By Gene Quinn on April 5, 2011

International trademark activity recovered during 2010, according to the World Intellectual Property Organization (WIPO), which received 39,687 applications under the 85-member Madrid System for the International Registration of Trademarks (“the Madrid system”). This increase in application from 2009 to 2010 represents a 12.8% rate of growth. Growth was the largest for the Republic of Korea (+42.2%), China (+42%), Italy (+38.7%), United States of America (+29.6%), European Union (+26.9%) and Japan (+20.2%).

Similarly, international trademark registrations were also up, rising 4.5% in 2010 compared with 2009. The total number of international trademark registrations for 2010 were 37,533. WIPO also announced 21,949 international trademark renewals in 2010, representing an increase of 14.1% compared with 2009. In fact, according to Francis Gurry, WIPO Director General, “International trademark activity has rebounded and has nearly recovered the ground lost in 2009.”

The WIPO-administered Madrid System for the International Registration of Marks offers a trademark owner the possibility of having a mark protected in up to 85 countries by filing one application, in one language (English, French or Spanish), with one set of fees, in one currency (Swiss Francs). Applicants wishing to use the Madrid system must first apply for trademark protection in a relevant national or regional trademark office before seeking international protection.
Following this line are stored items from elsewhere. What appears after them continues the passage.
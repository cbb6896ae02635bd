// SPDX-License-Identifier: BUSL-1.1
// Copyright (c) 2026 Alfred Jean LLC

use std::path::PathBuf;

use clap::Parser;
use tracing::error;

#[derive(Parser)]
#[command(name = "codexgate", version, about = "Telegram supervisor for Codex CLI sessions.")]
struct Cli {
    /// Path to the TOML configuration file.
    #[arg(long, env = "CONFIG_PATH", default_value = "config.toml")]
    config: PathBuf,
}

fn main() {
    codexgate::run::init_tracing();
    let cli = Cli::parse();

    if let Err(e) = codexgate::run::run(&cli.config) {
        error!("启动失败：{e:#}");
        std::process::exit(1);
    }
}
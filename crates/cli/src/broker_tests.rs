// SPDX-License-Identifier: BUSL-1.1
// Copyright (c) 2026 Alfred Jean LLC

use std::sync::Arc;

use async_trait::async_trait;
use parking_lot::Mutex;

use crate::chat::ChatOutput;

use super::StreamBroker;

#[derive(Default)]
struct Collector {
    streamed: Mutex<Vec<(String, bool)>>,
}

#[async_trait]
impl ChatOutput for Collector {
    async fn status(&self, _text: &str) {}

    async fn stream(&self, text: &str, is_final: bool) {
        self.streamed.lock().push((text.to_string(), is_final));
    }
}

#[tokio::test]
async fn periodic_flush_joins_buffered_lines() -> anyhow::Result<()> {
    let out = Arc::new(Collector::default());
    let broker = StreamBroker::new(out.clone(), 0.02, 100);
    broker.start();

    broker.push("one", false).await;
    broker.push("two", true).await;
    tokio::time::sleep(std::time::Duration::from_millis(80)).await;

    let streamed = out.streamed.lock().clone();
    assert_eq!(streamed, vec![("one\n[stderr] two".to_string(), false)]);
    broker.stop().await;
    Ok(())
}

#[tokio::test]
async fn stop_performs_a_final_flush_and_empties_the_buffer() -> anyhow::Result<()> {
    let out = Arc::new(Collector::default());
    let broker = StreamBroker::new(out.clone(), 10.0, 100);
    broker.start();

    broker.push("tail", false).await;
    broker.stop().await;

    let streamed = out.streamed.lock().clone();
    assert_eq!(streamed, vec![("tail".to_string(), true)]);
    assert_eq!(broker.buffered().await, 0);
    Ok(())
}

#[tokio::test]
async fn flush_splits_to_the_chunk_limit() -> anyhow::Result<()> {
    let out = Arc::new(Collector::default());
    let broker = StreamBroker::new(out.clone(), 10.0, 4);

    broker.push("abcdef", false).await;
    broker.flush(false).await;

    let streamed = out.streamed.lock().clone();
    assert_eq!(
        streamed,
        vec![("abcd".to_string(), false), ("ef".to_string(), false)]
    );
    broker.stop().await;
    Ok(())
}

#[tokio::test]
async fn flush_without_content_sends_nothing() -> anyhow::Result<()> {
    let out = Arc::new(Collector::default());
    let broker = StreamBroker::new(out.clone(), 10.0, 4);
    broker.flush(true).await;
    broker.stop().await;
    assert!(out.streamed.lock().is_empty());
    Ok(())
}
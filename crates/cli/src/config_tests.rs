// SPDX-License-Identifier: BUSL-1.1
// Copyright (c) 2026 Alfred Jean LLC

use std::collections::HashMap;
use std::io::Write;

use super::{
    build_runtime_config, load_app_config, load_toml_config, resolve_env_placeholders, InputMode,
    ReasoningMode,
};

fn env_of(pairs: &[(&str, &str)]) -> HashMap<String, String> {
    pairs.iter().map(|(k, v)| (k.to_string(), v.to_string())).collect()
}

fn write_config(dir: &std::path::Path, content: &str) -> anyhow::Result<std::path::PathBuf> {
    let path = dir.join("config.toml");
    let mut file = std::fs::File::create(&path)?;
    file.write_all(content.as_bytes())?;
    Ok(path)
}

#[test]
fn resolves_env_placeholders() -> anyhow::Result<()> {
    let env = env_of(&[("TELEGRAM_BOT_TOKEN_1", "abc")]);
    let value = resolve_env_placeholders("${ENV:TELEGRAM_BOT_TOKEN_1}", &env)?;
    assert_eq!(value, "abc");

    let value = resolve_env_placeholders("pre-${ENV:TELEGRAM_BOT_TOKEN_1}-post", &env)?;
    assert_eq!(value, "pre-abc-post");
    Ok(())
}

#[test]
fn unresolved_placeholder_is_an_error() {
    let env = HashMap::new();
    assert!(resolve_env_placeholders("${ENV:MISSING_KEY}", &env).is_err());
}

#[test]
fn loads_valid_config() -> anyhow::Result<()> {
    let dir = tempfile::tempdir()?;
    let path = write_config(
        dir.path(),
        r#"
[base]
db_path = "data/app.db"

[[bots]]
name = "bot-alpha"
token = "${ENV:TELEGRAM_BOT_TOKEN_1}"
allowed_user_ids = [1, 2]
resume_id = "resume-1"
codex_workdir = "/app/project-alpha"
"#,
    )?;

    let result = load_toml_config(&path, &env_of(&[("TELEGRAM_BOT_TOKEN_1", "abc")]))?;
    assert!(result.errors.is_empty());
    assert_eq!(result.app_config.bots.len(), 1);
    let bot = &result.app_config.bots[0];
    assert_eq!(bot.token, "abc");
    assert_eq!(bot.codex_workdir, "/app/project-alpha");
    assert!(bot.allowed_user_ids.contains(&1));
    assert!(bot.allowed_user_ids.contains(&2));

    let base = &result.app_config.base;
    assert_eq!(base.codex_cli_cmd, "codex");
    assert_eq!(base.codex_cli_input_mode, InputMode::Stdin);
    assert_eq!(base.jsonl_reasoning_mode, ReasoningMode::Hidden);
    assert_eq!(base.message_chunk_limit, 3500);
    assert_eq!(base.lock_path, std::path::Path::new("data/app.lock"));
    Ok(())
}

#[test]
fn bot_with_missing_fields_is_skipped() -> anyhow::Result<()> {
    let dir = tempfile::tempdir()?;
    let path = write_config(
        dir.path(),
        r#"
[base]
db_path = "data/app.db"

[[bots]]
name = "bot-alpha"
token = "token"
allowed_user_ids = [1]
"#,
    )?;

    let result = load_toml_config(&path, &HashMap::new())?;
    assert!(!result.errors.is_empty());
    assert!(result.app_config.bots.is_empty());
    assert!(result.errors[0].contains("resume_id"));
    Ok(())
}

#[test]
fn unresolved_bot_placeholder_skips_that_bot() -> anyhow::Result<()> {
    let dir = tempfile::tempdir()?;
    let path = write_config(
        dir.path(),
        r#"
[[bots]]
name = "bot-alpha"
token = "${ENV:NOT_SET_ANYWHERE}"
allowed_user_ids = [1]
resume_id = "resume-1"
codex_workdir = "/tmp"

[[bots]]
name = "bot-beta"
token = "token"
allowed_user_ids = "3, 4"
resume_id = "resume-2"
codex_workdir = "/tmp"
"#,
    )?;

    let result = load_toml_config(&path, &HashMap::new())?;
    assert_eq!(result.errors.len(), 1);
    assert_eq!(result.app_config.bots.len(), 1);
    assert_eq!(result.app_config.bots[0].name, "bot-beta");
    assert!(result.app_config.bots[0].allowed_user_ids.contains(&3));
    Ok(())
}

#[test]
fn empty_base_args_fall_back_to_env_alias() -> anyhow::Result<()> {
    let dir = tempfile::tempdir()?;
    let path = write_config(
        dir.path(),
        r#"
[base]
codex_cli_args = []

[[bots]]
name = "bot-alpha"
token = "token"
allowed_user_ids = [1]
resume_id = "resume-1"
codex_workdir = "/tmp"
"#,
    )?;

    let result = load_toml_config(
        &path,
        &env_of(&[("CODEX_CLI_ARGS", "--dangerously-bypass-approvals-and-sandbox")]),
    )?;
    assert!(result.errors.is_empty());
    assert_eq!(
        result.app_config.base.codex_cli_args,
        vec!["--dangerously-bypass-approvals-and-sandbox".to_string()]
    );
    Ok(())
}

#[test]
fn bot_args_override_base_args() -> anyhow::Result<()> {
    let dir = tempfile::tempdir()?;
    let path = write_config(
        dir.path(),
        r#"
[base]
codex_cli_args = ["--model", "base"]

[[bots]]
name = "bot-alpha"
token = "token"
allowed_user_ids = [1]
resume_id = "resume-1"
codex_workdir = "/tmp"
codex_cli_args = ["--model", "override"]
"#,
    )?;

    let result = load_toml_config(&path, &HashMap::new())?;
    assert!(result.errors.is_empty());
    let runtime = build_runtime_config(&result.app_config.base, &result.app_config.bots[0]);
    assert_eq!(runtime.codex_cli_args, vec!["--model".to_string(), "override".to_string()]);
    assert_eq!(runtime.codex_cli_resume_id.as_deref(), Some("resume-1"));
    Ok(())
}

#[test]
#[serial_test::serial]
fn env_fallback_requires_token() -> anyhow::Result<()> {
    let dir = tempfile::tempdir()?;
    let missing = dir.path().join("no-such-config.toml");
    std::env::remove_var("TELEGRAM_BOT_TOKEN");
    std::env::remove_var("TELEGRAM_ALLOWED_USER_IDS");
    std::env::remove_var("CODEX_CLI_RESUME_ID");

    let err = match load_app_config(&missing) {
        Err(err) => err,
        Ok(_) => anyhow::bail!("expected missing token error"),
    };
    assert!(err.to_string().contains("TELEGRAM_BOT_TOKEN"));
    Ok(())
}

#[test]
#[serial_test::serial]
fn env_fallback_builds_single_bot() -> anyhow::Result<()> {
    let dir = tempfile::tempdir()?;
    let missing = dir.path().join("no-such-config.toml");
    std::env::set_var("TELEGRAM_BOT_TOKEN", "tok");
    std::env::set_var("TELEGRAM_ALLOWED_USER_IDS", "7, 8");
    std::env::set_var("CODEX_CLI_RESUME_ID", "resume-env");
    std::env::set_var("CODEX_WORKDIR", "/tmp");

    let result = load_app_config(&missing);
    std::env::remove_var("TELEGRAM_BOT_TOKEN");
    std::env::remove_var("TELEGRAM_ALLOWED_USER_IDS");
    std::env::remove_var("CODEX_CLI_RESUME_ID");
    std::env::remove_var("CODEX_WORKDIR");

    let app = result?;
    assert_eq!(app.bots.len(), 1);
    let bot = &app.bots[0];
    assert_eq!(bot.name, "default");
    assert_eq!(bot.token, "tok");
    assert_eq!(bot.resume_id, "resume-env");
    assert!(bot.allowed_user_ids.contains(&7) && bot.allowed_user_ids.contains(&8));
    Ok(())
}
An international registration under the Madrid system produces the same effects as an application for registration of the mark in each of the contracting parties designated by the applicant. If protection is not refused by the trademark office of a designated contracting party, the status of the mark is the same as if it had been registered by that office. Thereafter, the international registration can be maintained and renewed through a single procedure. Thus, the system provides a cost-effective and efficient way for trademark holders to secure and maintain protection for their marks in multiple countries.

Trademarks are a key component of any successful business marketing strategy as they allow companies to identify, promote and license their goods or services in the marketplace and to distinguish them from those of their competitors, and cement customer loyalty. A trademark can symbolize the promise of a quality product and in today’s global and increasingly electronic marketplace, a trademark is often the only way for customers to identify a company’s products and services.

Trademark protection makes it difficult for others to “free ride” on the goodwill of a company by using similar distinctive signs to market inferior or similar products or services, of course vigilant monitoring and enforcement of trademark rights where necessary is required if not demanded. Loss, dilution or infringement of a high-value trademark could prove devastating to a business.  It takes a very long time to build up good will, but can take only an instant to lose good will altogether and perhaps even have a negative connotation arise.  See Brand Identity: Protecting Against Negative Good Will.

According to WIPO increased trademark activity observed in 2010 reflects the value of established brands at a time when consumers opt for goods that are tried and trusted. This does make sense given that consumers are watching their pocketbooks closely so they would tend to be more risk averse with expenditures and gravitate toward names and brands that are known and trusted.  I do, however, I believe the increased international filings also suggests that businesses are seeing an end to the turbulent times caused by the worldwide Great Recession.  Perhaps the end is not hear, but it would seem likely that businesses can see it coming.  Even with consumers looking more to trademarks that suggest quality and have established good will, if the economy were not looking better it would be hard to explain why such dramatic increases in trademark filings would be seen.

The Author

Gene Quinn

Gene Quinn Gene Quinn is a patent attorney and the founder of IPWatchdog.com. He is also a principal lecturer in the PLI Patent Bar Review Course and an attorney with Widerman & Malek.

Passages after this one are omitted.